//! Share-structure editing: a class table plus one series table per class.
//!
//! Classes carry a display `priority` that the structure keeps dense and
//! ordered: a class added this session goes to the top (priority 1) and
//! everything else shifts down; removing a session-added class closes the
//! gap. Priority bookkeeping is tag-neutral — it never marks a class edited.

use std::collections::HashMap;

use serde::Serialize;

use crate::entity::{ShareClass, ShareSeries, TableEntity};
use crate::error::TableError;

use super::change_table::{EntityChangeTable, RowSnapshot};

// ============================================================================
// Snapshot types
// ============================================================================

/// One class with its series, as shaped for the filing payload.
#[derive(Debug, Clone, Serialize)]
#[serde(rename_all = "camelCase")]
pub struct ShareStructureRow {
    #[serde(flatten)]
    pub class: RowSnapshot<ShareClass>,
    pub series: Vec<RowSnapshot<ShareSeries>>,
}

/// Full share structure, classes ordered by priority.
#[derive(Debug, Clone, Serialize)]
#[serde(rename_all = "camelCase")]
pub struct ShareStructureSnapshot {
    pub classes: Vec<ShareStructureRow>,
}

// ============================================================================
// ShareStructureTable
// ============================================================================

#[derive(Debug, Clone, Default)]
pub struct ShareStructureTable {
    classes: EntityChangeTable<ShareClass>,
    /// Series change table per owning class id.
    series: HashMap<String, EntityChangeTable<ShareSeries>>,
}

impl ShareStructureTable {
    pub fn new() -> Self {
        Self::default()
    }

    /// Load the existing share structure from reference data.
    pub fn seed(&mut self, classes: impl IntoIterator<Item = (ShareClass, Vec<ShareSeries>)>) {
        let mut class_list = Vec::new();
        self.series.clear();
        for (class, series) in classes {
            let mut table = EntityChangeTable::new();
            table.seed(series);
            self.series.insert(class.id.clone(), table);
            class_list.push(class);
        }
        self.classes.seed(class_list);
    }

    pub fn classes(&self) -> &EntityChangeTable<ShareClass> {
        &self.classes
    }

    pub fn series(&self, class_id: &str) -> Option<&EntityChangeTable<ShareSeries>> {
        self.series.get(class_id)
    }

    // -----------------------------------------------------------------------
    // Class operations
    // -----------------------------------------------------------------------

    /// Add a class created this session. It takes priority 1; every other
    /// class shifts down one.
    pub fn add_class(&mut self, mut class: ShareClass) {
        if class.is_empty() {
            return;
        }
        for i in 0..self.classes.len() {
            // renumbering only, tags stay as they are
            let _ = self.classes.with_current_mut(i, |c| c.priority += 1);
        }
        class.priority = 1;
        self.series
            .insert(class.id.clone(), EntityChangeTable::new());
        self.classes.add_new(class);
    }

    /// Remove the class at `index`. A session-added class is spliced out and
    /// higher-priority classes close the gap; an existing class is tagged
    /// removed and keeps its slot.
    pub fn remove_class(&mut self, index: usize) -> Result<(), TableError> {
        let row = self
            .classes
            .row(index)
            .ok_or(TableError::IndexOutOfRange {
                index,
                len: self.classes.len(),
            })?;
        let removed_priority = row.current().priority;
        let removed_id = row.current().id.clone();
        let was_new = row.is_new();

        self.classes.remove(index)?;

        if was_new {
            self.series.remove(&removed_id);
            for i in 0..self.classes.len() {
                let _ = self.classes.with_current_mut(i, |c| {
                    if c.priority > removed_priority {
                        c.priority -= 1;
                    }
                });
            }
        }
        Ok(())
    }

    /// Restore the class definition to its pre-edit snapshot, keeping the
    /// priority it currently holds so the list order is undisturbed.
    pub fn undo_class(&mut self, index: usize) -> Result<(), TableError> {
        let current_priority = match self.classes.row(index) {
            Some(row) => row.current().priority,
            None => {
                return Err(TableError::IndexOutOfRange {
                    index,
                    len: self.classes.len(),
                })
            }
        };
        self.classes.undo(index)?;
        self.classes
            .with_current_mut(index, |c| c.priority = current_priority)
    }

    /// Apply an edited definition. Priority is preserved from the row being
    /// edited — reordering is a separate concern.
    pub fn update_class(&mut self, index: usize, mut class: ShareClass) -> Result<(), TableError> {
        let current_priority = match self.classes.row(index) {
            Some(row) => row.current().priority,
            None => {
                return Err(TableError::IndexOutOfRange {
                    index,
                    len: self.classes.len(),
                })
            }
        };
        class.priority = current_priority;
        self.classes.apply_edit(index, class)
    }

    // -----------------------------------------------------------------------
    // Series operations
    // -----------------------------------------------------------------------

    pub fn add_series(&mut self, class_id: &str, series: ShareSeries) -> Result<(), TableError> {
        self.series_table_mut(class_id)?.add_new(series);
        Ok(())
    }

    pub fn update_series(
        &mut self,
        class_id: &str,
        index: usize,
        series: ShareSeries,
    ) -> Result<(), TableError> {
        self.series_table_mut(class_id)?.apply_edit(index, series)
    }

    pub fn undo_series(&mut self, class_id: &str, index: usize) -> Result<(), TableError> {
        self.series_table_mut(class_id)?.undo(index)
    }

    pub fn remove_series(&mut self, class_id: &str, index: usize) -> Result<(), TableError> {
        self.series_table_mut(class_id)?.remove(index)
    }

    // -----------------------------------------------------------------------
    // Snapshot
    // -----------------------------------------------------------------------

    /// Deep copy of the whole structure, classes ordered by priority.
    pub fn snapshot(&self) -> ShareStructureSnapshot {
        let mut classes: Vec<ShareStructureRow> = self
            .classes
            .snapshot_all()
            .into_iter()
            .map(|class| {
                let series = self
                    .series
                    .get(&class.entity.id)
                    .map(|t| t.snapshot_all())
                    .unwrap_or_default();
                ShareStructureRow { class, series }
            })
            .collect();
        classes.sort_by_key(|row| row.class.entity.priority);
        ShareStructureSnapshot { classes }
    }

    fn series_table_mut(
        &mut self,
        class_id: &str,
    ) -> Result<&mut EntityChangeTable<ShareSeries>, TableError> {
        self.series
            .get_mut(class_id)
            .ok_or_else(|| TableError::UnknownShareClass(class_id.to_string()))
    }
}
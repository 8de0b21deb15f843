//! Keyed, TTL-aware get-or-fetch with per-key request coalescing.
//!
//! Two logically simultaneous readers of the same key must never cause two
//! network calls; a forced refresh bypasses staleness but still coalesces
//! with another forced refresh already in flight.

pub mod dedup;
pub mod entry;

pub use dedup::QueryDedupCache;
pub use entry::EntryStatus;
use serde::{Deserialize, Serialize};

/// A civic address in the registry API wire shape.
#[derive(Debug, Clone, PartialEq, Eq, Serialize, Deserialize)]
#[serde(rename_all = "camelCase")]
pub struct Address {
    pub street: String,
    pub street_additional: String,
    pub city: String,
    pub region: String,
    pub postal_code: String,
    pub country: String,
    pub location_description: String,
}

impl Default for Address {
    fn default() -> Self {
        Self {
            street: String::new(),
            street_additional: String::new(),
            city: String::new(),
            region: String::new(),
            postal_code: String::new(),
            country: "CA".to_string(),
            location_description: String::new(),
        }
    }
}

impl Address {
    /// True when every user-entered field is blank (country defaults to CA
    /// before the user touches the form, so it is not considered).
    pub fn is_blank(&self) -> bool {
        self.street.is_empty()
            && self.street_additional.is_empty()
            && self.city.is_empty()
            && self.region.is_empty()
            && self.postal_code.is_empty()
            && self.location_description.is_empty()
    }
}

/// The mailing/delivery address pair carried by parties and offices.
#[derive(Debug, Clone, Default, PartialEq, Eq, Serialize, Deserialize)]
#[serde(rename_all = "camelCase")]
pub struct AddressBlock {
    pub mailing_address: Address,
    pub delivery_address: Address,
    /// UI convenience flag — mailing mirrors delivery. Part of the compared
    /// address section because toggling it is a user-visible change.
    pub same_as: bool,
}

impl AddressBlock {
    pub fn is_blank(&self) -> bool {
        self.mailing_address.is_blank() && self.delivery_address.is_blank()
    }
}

- [Try it]: Would you count the lines in the data that include the word "refresh" and reply with only the number?

- [Response box]: 2